> [Task goal]
When you reach the records below, repeat each one exactly as written.

> [Record set]
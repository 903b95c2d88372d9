//! Drawable surface abstraction
//!
//! The presenter draws through `Surface`; `ShapeBatch` tessellates the calls
//! into a vertex list for the GPU pipeline and collects text for a separate
//! 2D text layer (emoji and labels are not tessellated).

use glam::Vec2;

use super::shapes;
use super::vertex::Vertex;

#[derive(Debug, Clone, Copy, PartialEq, Eq, Default)]
pub enum TextAlign {
    Left,
    #[default]
    Center,
    Right,
}

/// A piece of text to draw in field coordinates
#[derive(Debug, Clone, PartialEq)]
pub struct TextCommand {
    pub text: String,
    pub pos: Vec2,
    /// Font size in field units
    pub size: f32,
    pub color: [f32; 4],
    pub align: TextAlign,
    /// Radians, about `pos`
    pub rotation: f32,
    pub bold: bool,
}

impl TextCommand {
    pub fn new(text: impl Into<String>, pos: Vec2, size: f32, color: [f32; 4]) -> Self {
        Self {
            text: text.into(),
            pos,
            size,
            color,
            align: TextAlign::Center,
            rotation: 0.0,
            bold: false,
        }
    }

    pub fn align(mut self, align: TextAlign) -> Self {
        self.align = align;
        self
    }

    pub fn rotated(mut self, rotation: f32) -> Self {
        self.rotation = rotation;
        self
    }

    pub fn bold(mut self) -> Self {
        self.bold = true;
        self
    }
}

/// Something the presenter can draw on
pub trait Surface {
    fn clear(&mut self, color: [f32; 4]);
    /// Translation applied to everything drawn afterwards (screen shake)
    fn set_offset(&mut self, offset: Vec2);
    fn fill_rect(&mut self, min: Vec2, size: Vec2, color: [f32; 4]);
    fn fill_circle(&mut self, center: Vec2, radius: f32, color: [f32; 4]);
    fn ring(&mut self, center: Vec2, radius: f32, thickness: f32, color: [f32; 4]);
    /// Half disc whose curved edge starts at angle `start`
    fn half_disc(&mut self, center: Vec2, radius: f32, start: f32, color: [f32; 4]);
    fn triangle(&mut self, a: Vec2, b: Vec2, c: Vec2, color: [f32; 4]);
    /// Tapered stroke, oldest point first
    fn stroke_path(&mut self, points: &[Vec2], width: f32, color: [f32; 4]);
    fn text(&mut self, text: TextCommand);
}

/// Tessellating surface
#[derive(Debug, Clone, Default)]
pub struct ShapeBatch {
    pub clear_color: [f32; 4],
    pub vertices: Vec<Vertex>,
    pub texts: Vec<TextCommand>,
    offset: Vec2,
}

impl ShapeBatch {
    pub fn new() -> Self {
        Self::default()
    }

    fn push(&mut self, vertices: Vec<Vertex>) {
        let offset = self.offset;
        self.vertices.extend(vertices.into_iter().map(|mut v| {
            v.position[0] += offset.x;
            v.position[1] += offset.y;
            v
        }));
    }
}

impl Surface for ShapeBatch {
    fn clear(&mut self, color: [f32; 4]) {
        self.clear_color = color;
        self.vertices.clear();
        self.texts.clear();
        self.offset = Vec2::ZERO;
    }

    fn set_offset(&mut self, offset: Vec2) {
        self.offset = offset;
    }

    fn fill_rect(&mut self, min: Vec2, size: Vec2, color: [f32; 4]) {
        self.push(shapes::rect(min, size, color));
    }

    fn fill_circle(&mut self, center: Vec2, radius: f32, color: [f32; 4]) {
        self.push(shapes::circle(center, radius, color, shapes::segments_for(radius)));
    }

    fn ring(&mut self, center: Vec2, radius: f32, thickness: f32, color: [f32; 4]) {
        self.push(shapes::ring(
            center,
            radius - thickness / 2.0,
            radius + thickness / 2.0,
            color,
            shapes::segments_for(radius),
        ));
    }

    fn half_disc(&mut self, center: Vec2, radius: f32, start: f32, color: [f32; 4]) {
        let segments = shapes::segments_for(radius) / 2;
        self.push(shapes::half_disc(center, radius, start, color, segments.max(4)));
    }

    fn triangle(&mut self, a: Vec2, b: Vec2, c: Vec2, color: [f32; 4]) {
        self.push(shapes::triangle(a, b, c, color));
    }

    fn stroke_path(&mut self, points: &[Vec2], width: f32, color: [f32; 4]) {
        self.push(shapes::stroke(points, width, color));
    }

    fn text(&mut self, mut text: TextCommand) {
        text.pos += self.offset;
        self.texts.push(text);
    }
}

#[cfg(test)]
mod tests {
    use super::*;

    #[test]
    fn test_offset_applies_to_shapes_and_text() {
        let mut batch = ShapeBatch::new();
        batch.set_offset(Vec2::new(5.0, -5.0));
        batch.fill_rect(Vec2::ZERO, Vec2::ONE, [1.0; 4]);
        batch.text(TextCommand::new("hi", Vec2::new(10.0, 10.0), 12.0, [1.0; 4]));
        assert_eq!(batch.vertices[0].position, [5.0, -5.0]);
        assert_eq!(batch.texts[0].pos, Vec2::new(15.0, 5.0));
    }

    #[test]
    fn test_clear_resets_frame() {
        let mut batch = ShapeBatch::new();
        batch.set_offset(Vec2::ONE);
        batch.fill_circle(Vec2::ZERO, 10.0, [1.0; 4]);
        batch.clear([0.0, 0.0, 0.0, 1.0]);
        assert!(batch.vertices.is_empty());
        batch.fill_rect(Vec2::ZERO, Vec2::ONE, [1.0; 4]);
        assert_eq!(batch.vertices[0].position, [0.0, 0.0]);
    }
}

> [Answer box]
repository 903b95c2d88372d9
//! Drawable surface abstraction
//!
//! The presenter draws through `Surface`; `ShapeBatch` tessellates the calls
//! into a vertex list for the GPU pipeline and collects text for a separate
//! 2D text layer (emoji and labels are not tessellated).

use glam::Vec2;

use super::shapes;
use super::vertex::Vertex;

#[derive(Debug, Clone, Copy, PartialEq, Eq, Default)]
pub enum TextAlign {
    Left,
    #[default]
    Center,
    Right,
}

/// A piece of text to draw in field coordinates
#[derive(Debug, Clone, PartialEq)]
pub struct TextCommand {
    pub text: String,
    pub pos: Vec2,
    /// Font size in field units
    pub size: f32,
    pub color: [f32; 4],
    pub align: TextAlign,
    /// Radians, about `pos`
    pub rotation: f32,
    pub bold: bool,
}

impl TextCommand {
    pub fn new(text: impl Into<String>, pos: Vec2, size: f32, color: [f32; 4]) -> Self {
        Self {
            text: text.into(),
            pos,
            size,
            color,
            align: TextAlign::Center,
            rotation: 0.0,
            bold: false,
        }
    }

    pub fn align(mut self, align: TextAlign) -> Self {
        self.align = align;
        self
    }

    pub fn rotated(mut self, rotation: f32) -> Self {
        self.rotation = rotation;
        self
    }

    pub fn bold(mut self) -> Self {
        self.bold = true;
        self
    }
}

/// Something the presenter can draw on
pub trait Surface {
    fn clear(&mut self, color: [f32; 4]);
    /// Translation applied to everything drawn afterwards (screen shake)
    fn set_offset(&mut self, offset: Vec2);
    fn fill_rect(&mut self, min: Vec2, size: Vec2, color: [f32; 4]);
    fn fill_circle(&mut self, center: Vec2, radius: f32, color: [f32; 4]);
    fn ring(&mut self, center: Vec2, radius: f32, thickness: f32, color: [f32; 4]);
    /// Half disc whose curved edge starts at angle `start`
    fn half_disc(&mut self, center: Vec2, radius: f32, start: f32, color: [f32; 4]);
    fn triangle(&mut self, a: Vec2, b: Vec2, c: Vec2, color: [f32; 4]);
    /// Tapered stroke, oldest point first
    fn stroke_path(&mut self, points: &[Vec2], width: f32, color: [f32; 4]);
    fn text(&mut self, text: TextCommand);
}

/// Tessellating surface
#[derive(Debug, Clone, Default)]
pub struct ShapeBatch {
    pub clear_color: [f32; 4],
    pub vertices: Vec<Vertex>,
    pub texts: Vec<TextCommand>,
    offset: Vec2,
}

impl ShapeBatch {
    pub fn new() -> Self {
        Self::default()
    }

    fn push(&mut self, vertices: Vec<Vertex>) {
        let offset = self.offset;
        self.vertices.extend(vertices.into_iter().map(|mut v| {
            v.position[0] += offset.x;
            v.position[1] += offset.y;
            v
        }));
    }
}

impl Surface for ShapeBatch {
    fn clear(&mut self, color: [f32; 4]) {
        self.clear_color = color;
        self.vertices.clear();
        self.texts.clear();
        self.offset = Vec2::ZERO;
    }

    fn set_offset(&mut self, offset: Vec2) {
        self.offset = offset;
    }

    fn fill_rect(&mut self, min: Vec2, size: Vec2, color: [f32; 4]) {
        self.push(shapes::rect(min, size, color));
    }

    fn fill_circle(&mut self, center: Vec2, radius: f32, color: [f32; 4]) {
        self.push(shapes::circle(center, radius, color, shapes::segments_for(radius)));
    }

    fn ring(&mut self, center: Vec2, radius: f32, thickness: f32, color: [f32; 4]) {
        self.push(shapes::ring(
            center,
            radius - thickness / 2.0,
            radius + thickness / 2.0,
            color,
            shapes::segments_for(radius),
        ));
    }

    fn half_disc(&mut self, center: Vec2, radius: f32, start: f32, color: [f32; 4]) {
        let segments = shapes::segments_for(radius) / 2;
        self.push(shapes::half_disc(center, radius, start, color, segments.max(4)));
    }

    fn triangle(&mut self, a: Vec2, b: Vec2, c: Vec2, color: [f32; 4]) {
        self.push(shapes::triangle(a, b, c, color));
    }

    fn stroke_path(&mut self, points: &[Vec2], width: f32, color: [f32; 4]) {
        self.push(shapes::stroke(points, width, color));
    }

    fn text(&mut self, mut text: TextCommand) {
        text.pos += self.offset;
        self.texts.push(text);
    }
}

#[cfg(test)]
mod tests {
    use super::*;

    #[test]
    fn test_offset_applies_to_shapes_and_text() {
        let mut batch = ShapeBatch::new();
        batch.set_offset(Vec2::new(5.0, -5.0));
        batch.fill_rect(Vec2::ZERO, Vec2::ONE, [1.0; 4]);
        batch.text(TextCommand::new("hi", Vec2::new(10.0, 10.0), 12.0, [1.0; 4]));
        assert_eq!(batch.vertices[0].position, [5.0, -5.0]);
        assert_eq!(batch.texts[0].pos, Vec2::new(15.0, 5.0));
    }

    #[test]
    fn test_clear_resets_frame() {
        let mut batch = ShapeBatch::new();
        batch.set_offset(Vec2::ONE);
        batch.fill_circle(Vec2::ZERO, 10.0, [1.0; 4]);
        batch.clear([0.0, 0.0, 0.0, 1.0]);
        assert!(batch.vertices.is_empty());
        batch.fill_rect(Vec2::ZERO, Vec2::ONE, [1.0; 4]);
        assert_eq!(batch.vertices[0].position, [0.0, 0.0]);
    }
}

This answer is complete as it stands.